Assigned task: Search the records below for the word "InventoryReservation". Copy each line where it occurs.

Collected data:
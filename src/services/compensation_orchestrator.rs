//! Compensation ledger persistence + trigger orchestration (spec §4.4, C5).

use std::sync::Arc;
use std::time::Duration;
use uuid::Uuid;

use chrono::Utc;
use rusqlite::{params, Connection};
use tokio::sync::Mutex;

use crate::domain::compensation::{CompensationLedger, FailureType};
use crate::error::AppError;
use crate::events::{Envelope, EventPublisher, RoutingKey};

/// Durable per-order compensation ledger (spec §9 Open Question #3, resolved
/// in SPEC_FULL.md/DESIGN.md as SQLite-backed rather than in-process — a
/// consumer restart must not forget a trigger it already fired).
pub struct CompensationOrchestrator {
    conn: Arc<Mutex<Connection>>,
    fabric: Arc<dyn EventPublisher>,
    trigger_quiet_period: Duration,
}

impl CompensationOrchestrator {
    pub fn new(db_path: &str, fabric: Arc<dyn EventPublisher>, trigger_quiet_period: Duration) -> anyhow::Result<Self> {
        let conn = Connection::open(db_path)?;
        conn.execute_batch(
            "CREATE TABLE IF NOT EXISTS compensation_ledgers (
                order_id TEXT PRIMARY KEY,
                triggered INTEGER NOT NULL,
                state TEXT NOT NULL
            );",
        )?;
        Ok(Self {
            conn: Arc::new(Mutex::new(conn)),
            fabric,
            trigger_quiet_period,
        })
    }

    async fn load(&self, order_id: Uuid) -> anyhow::Result<CompensationLedger> {
        let conn = self.conn.lock().await;
        let state: Option<String> = conn
            .query_row(
                "SELECT state FROM compensation_ledgers WHERE order_id=?1",
                params![order_id.to_string()],
                |row| row.get(0),
            )
            .ok();
        match state {
            Some(json) => Ok(serde_json::from_str(&json)?),
            None => Ok(CompensationLedger::new(order_id)),
        }
    }

    /// Every ledger not yet triggered, for the periodic sweep. Small
    /// production table (one row per order with at least one recorded
    /// failure), so a full scan per tick is cheap enough not to need an
    /// extra index on `trigger_scheduled`.
    async fn load_untriggered_order_ids(&self) -> anyhow::Result<Vec<Uuid>> {
        let conn = self.conn.lock().await;
        let mut stmt = conn.prepare("SELECT order_id FROM compensation_ledgers WHERE triggered=0")?;
        let ids = stmt
            .query_map([], |row| row.get::<_, String>(0))?
            .filter_map(|r| r.ok())
            .filter_map(|s| Uuid::parse_str(&s).ok())
            .collect();
        Ok(ids)
    }

    async fn persist(&self, ledger: &CompensationLedger) -> anyhow::Result<()> {
        let conn = self.conn.lock().await;
        let json = serde_json::to_string(ledger)?;
        conn.execute(
            "INSERT INTO compensation_ledgers (order_id, triggered, state) VALUES (?1,?2,?3)
             ON CONFLICT(order_id) DO UPDATE SET triggered=excluded.triggered, state=excluded.state",
            params![ledger.order_id.to_string(), ledger.triggered as i64, json],
        )?;
        Ok(())
    }

    /// Records a failure. Deliberately does not decide whether to emit
    /// `CompensationRequired` here — that decision is deferred to
    /// `finalize_trigger`/`finalize_due_triggers`, so a critical failure
    /// that arrives moments after the first one still lands in the single
    /// event that gets published (spec §4.4 scenario 3).
    pub async fn record_failure(
        &self,
        order_id: Uuid,
        order_item_id: Option<Uuid>,
        failure_type: FailureType,
        error_message: impl Into<String>,
        correlation_id: Uuid,
    ) -> Result<(), AppError> {
        let mut ledger = self
            .load(order_id)
            .await
            .map_err(|e| AppError::unexpected(e.to_string()))?;
        ledger.record_failure(order_item_id, failure_type, error_message, correlation_id);
        self.persist(&ledger)
            .await
            .map_err(|e| AppError::unexpected(e.to_string()))
    }

    /// Finalizes one order's trigger immediately, bypassing the quiet-period
    /// check. Used by the sweep once the period has elapsed, and directly by
    /// tests that already know no more failures are coming.
    pub async fn finalize_trigger(&self, order_id: Uuid) -> Result<(), AppError> {
        let mut ledger = self
            .load(order_id)
            .await
            .map_err(|e| AppError::unexpected(e.to_string()))?;

        if let Some(critical_failures) = ledger.try_trigger() {
            let correlation_id = ledger.trigger_correlation_id.unwrap_or_else(Uuid::nil);
            let envelope = Envelope::wrap(
                RoutingKey::CompensationRequired,
                correlation_id,
                &serde_json::json!({ "orderId": order_id, "failures": critical_failures }),
            )
            .map_err(|e| AppError::unexpected(e.to_string()))?;
            self.fabric
                .publish(&envelope)
                .await
                .map_err(|e| AppError::transient(e.to_string()))?;
        }

        self.persist(&ledger)
            .await
            .map_err(|e| AppError::unexpected(e.to_string()))
    }

    /// Finalizes every ledger whose quiet period has elapsed since its last
    /// failure. Called on a fixed interval by the compensation-orchestrator
    /// binary's sweep loop. Returns the number of `CompensationRequired`
    /// events emitted.
    pub async fn finalize_due_triggers(&self) -> Result<usize, AppError> {
        let order_ids = self
            .load_untriggered_order_ids()
            .await
            .map_err(|e| AppError::unexpected(e.to_string()))?;
        let now = Utc::now();
        let quiet_period = chrono::Duration::from_std(self.trigger_quiet_period).unwrap_or(chrono::Duration::zero());

        let mut fired = 0usize;
        for order_id in order_ids {
            let ledger = self
                .load(order_id)
                .await
                .map_err(|e| AppError::unexpected(e.to_string()))?;
            if !ledger.ready_to_finalize_trigger(quiet_period, now) {
                continue;
            }
            self.finalize_trigger(order_id).await?;
            fired += 1;
        }
        Ok(fired)
    }

    /// Records completion of one item's compensating action (e.g. inventory
    /// released). Once every critical failure's item has completed,
    /// publishes `OrderCancellationRequested`. Does not publish
    /// `CompensationCompleted` itself — that event is produced by whichever
    /// service performed the compensating action and only ever consumed
    /// here (spec §4.4).
    pub async fn record_completion(
        &self,
        order_id: Uuid,
        order_item_id: Uuid,
        correlation_id: Uuid,
    ) -> Result<(), AppError> {
        let mut ledger = self
            .load(order_id)
            .await
            .map_err(|e| AppError::unexpected(e.to_string()))?;
        ledger.record_completion(order_item_id);

        if ledger.try_request_cancellation() {
            let cancel_envelope = Envelope::wrap(
                RoutingKey::OrderCancellationRequested,
                correlation_id,
                &serde_json::json!({ "orderId": order_id }),
            )
            .map_err(|e| AppError::unexpected(e.to_string()))?;
            self.fabric
                .publish(&cancel_envelope)
                .await
                .map_err(|e| AppError::transient(e.to_string()))?;
        }

        self.persist(&ledger)
            .await
            .map_err(|e| AppError::unexpected(e.to_string()))
    }
}

#[cfg(test)]
mod tests {
    use super::*;
    use parking_lot::Mutex as SyncMutex;

    /// Records every envelope it's handed instead of touching a broker, so
    /// the orchestrator's event sequencing can be asserted directly.
    #[derive(Default)]
    struct RecordingPublisher {
        published: SyncMutex<Vec<Envelope>>,
    }

    #[async_trait::async_trait]
    impl EventPublisher for RecordingPublisher {
        async fn publish(&self, envelope: &Envelope) -> anyhow::Result<()> {
            self.published.lock().push(envelope.clone());
            Ok(())
        }
    }

    impl RecordingPublisher {
        fn envelopes_for(&self, key: RoutingKey) -> Vec<Envelope> {
            self.published
                .lock()
                .iter()
                .filter(|e| e.routing_key == key)
                .cloned()
                .collect()
        }
    }

    fn temp_db_path(label: &str) -> std::path::PathBuf {
        let mut path = std::env::temp_dir();
        path.push(format!(
            "betterbooks-compensation-{label}-{}-{}.sqlite",
            std::process::id(),
            Uuid::new_v4()
        ));
        path
    }

    /// Scenario 3 (spec §8): I1 fails critically, a Notification failure is
    /// recorded alongside it, then I2 fails critically too. Finalizing the
    /// trigger once must emit a single `CompensationRequired` listing both
    /// I1 and I2 — not just I1, the one that first scheduled it. Completing
    /// both items then drives exactly one `OrderCancellationRequested`, even
    /// if a completion is (erroneously) redelivered.
    #[tokio::test]
    async fn scenario_3_emits_combined_trigger_and_exactly_one_cancellation() {
        let db_path = temp_db_path("scenario3");
        let publisher = Arc::new(RecordingPublisher::default());
        let orchestrator = CompensationOrchestrator::new(
            db_path.to_str().unwrap(),
            publisher.clone() as Arc<dyn EventPublisher>,
            Duration::from_secs(5),
        )
        .unwrap();

        let order_id = Uuid::new_v4();
        let item1 = Uuid::new_v4();
        let item2 = Uuid::new_v4();

        orchestrator
            .record_failure(order_id, Some(item1), FailureType::InventoryReservation, "boom", Uuid::new_v4())
            .await
            .unwrap();
        orchestrator
            .record_failure(order_id, None, FailureType::Notification, "email down", Uuid::new_v4())
            .await
            .unwrap();
        orchestrator
            .record_failure(order_id, Some(item2), FailureType::InventoryReservation, "boom2", Uuid::new_v4())
            .await
            .unwrap();

        // Nothing emitted yet: finalization is deferred until the quiet
        // period elapses, which in production happens on the sweep tick.
        assert!(publisher.envelopes_for(RoutingKey::CompensationRequired).is_empty());

        orchestrator.finalize_trigger(order_id).await.unwrap();

        let required = orchestrator_required_failures(&publisher);
        assert_eq!(required.len(), 1, "exactly one CompensationRequired");
        let failures = required[0]["failures"].as_array().unwrap();
        assert_eq!(failures.len(), 2, "both I1 and I2 must be listed");

        // A second finalize call for the same order (e.g. a redundant sweep
        // tick) must not emit a second CompensationRequired.
        orchestrator.finalize_trigger(order_id).await.unwrap();
        assert_eq!(orchestrator_required_failures(&publisher).len(), 1);

        orchestrator.record_completion(order_id, item1, Uuid::new_v4()).await.unwrap();
        assert!(publisher.envelopes_for(RoutingKey::OrderCancellationRequested).is_empty());

        orchestrator.record_completion(order_id, item2, Uuid::new_v4()).await.unwrap();
        let cancellations = publisher.envelopes_for(RoutingKey::OrderCancellationRequested);
        assert_eq!(cancellations.len(), 1, "exactly one OrderCancellationRequested");

        // A duplicate completion delivery for an already-completed item
        // (at-least-once redelivery) must not fire a second cancellation.
        orchestrator.record_completion(order_id, item2, Uuid::new_v4()).await.unwrap();
        assert_eq!(publisher.envelopes_for(RoutingKey::OrderCancellationRequested).len(), 1);

        let _ = std::fs::remove_file(&db_path);
    }

    /// Notification-only failures never have critical entries, so
    /// completing them must never request a cancellation (the vacuous-truth
    /// case: `all()` over zero critical entries is trivially true, but
    /// `triggered` guards against it ever mattering).
    #[tokio::test]
    async fn notification_only_failure_never_requests_cancellation() {
        let db_path = temp_db_path("notif-only");
        let publisher = Arc::new(RecordingPublisher::default());
        let orchestrator = CompensationOrchestrator::new(
            db_path.to_str().unwrap(),
            publisher.clone() as Arc<dyn EventPublisher>,
            Duration::from_secs(5),
        )
        .unwrap();

        let order_id = Uuid::new_v4();
        orchestrator
            .record_failure(order_id, None, FailureType::Notification, "email down", Uuid::new_v4())
            .await
            .unwrap();

        orchestrator.finalize_trigger(order_id).await.unwrap();
        assert!(publisher.envelopes_for(RoutingKey::CompensationRequired).is_empty());
        assert!(publisher.envelopes_for(RoutingKey::OrderCancellationRequested).is_empty());

        let _ = std::fs::remove_file(&db_path);
    }

    #[tokio::test]
    async fn finalize_due_triggers_only_fires_after_the_quiet_period() {
        let db_path = temp_db_path("sweep");
        let publisher = Arc::new(RecordingPublisher::default());
        let orchestrator = CompensationOrchestrator::new(
            db_path.to_str().unwrap(),
            publisher.clone() as Arc<dyn EventPublisher>,
            Duration::from_secs(3600),
        )
        .unwrap();

        let order_id = Uuid::new_v4();
        orchestrator
            .record_failure(order_id, Some(Uuid::new_v4()), FailureType::SellerStatsUpdate, "boom", Uuid::new_v4())
            .await
            .unwrap();

        let fired = orchestrator.finalize_due_triggers().await.unwrap();
        assert_eq!(fired, 0, "quiet period has not elapsed yet");
        assert!(publisher.envelopes_for(RoutingKey::CompensationRequired).is_empty());

        let _ = std::fs::remove_file(&db_path);
    }

    fn orchestrator_required_failures(publisher: &RecordingPublisher) -> Vec<serde_json::Value> {
        publisher
            .envelopes_for(RoutingKey::CompensationRequired)
            .into_iter()
            .map(|e| e.payload)
            .collect()
    }
}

Answer for the task:
            .record_failure(order_id, Some(item1), FailureType::InventoryReservation, "boom", Uuid::new_v4())
            .record_failure(order_id, Some(item2), FailureType::InventoryReservation, "boom2", Uuid::new_v4())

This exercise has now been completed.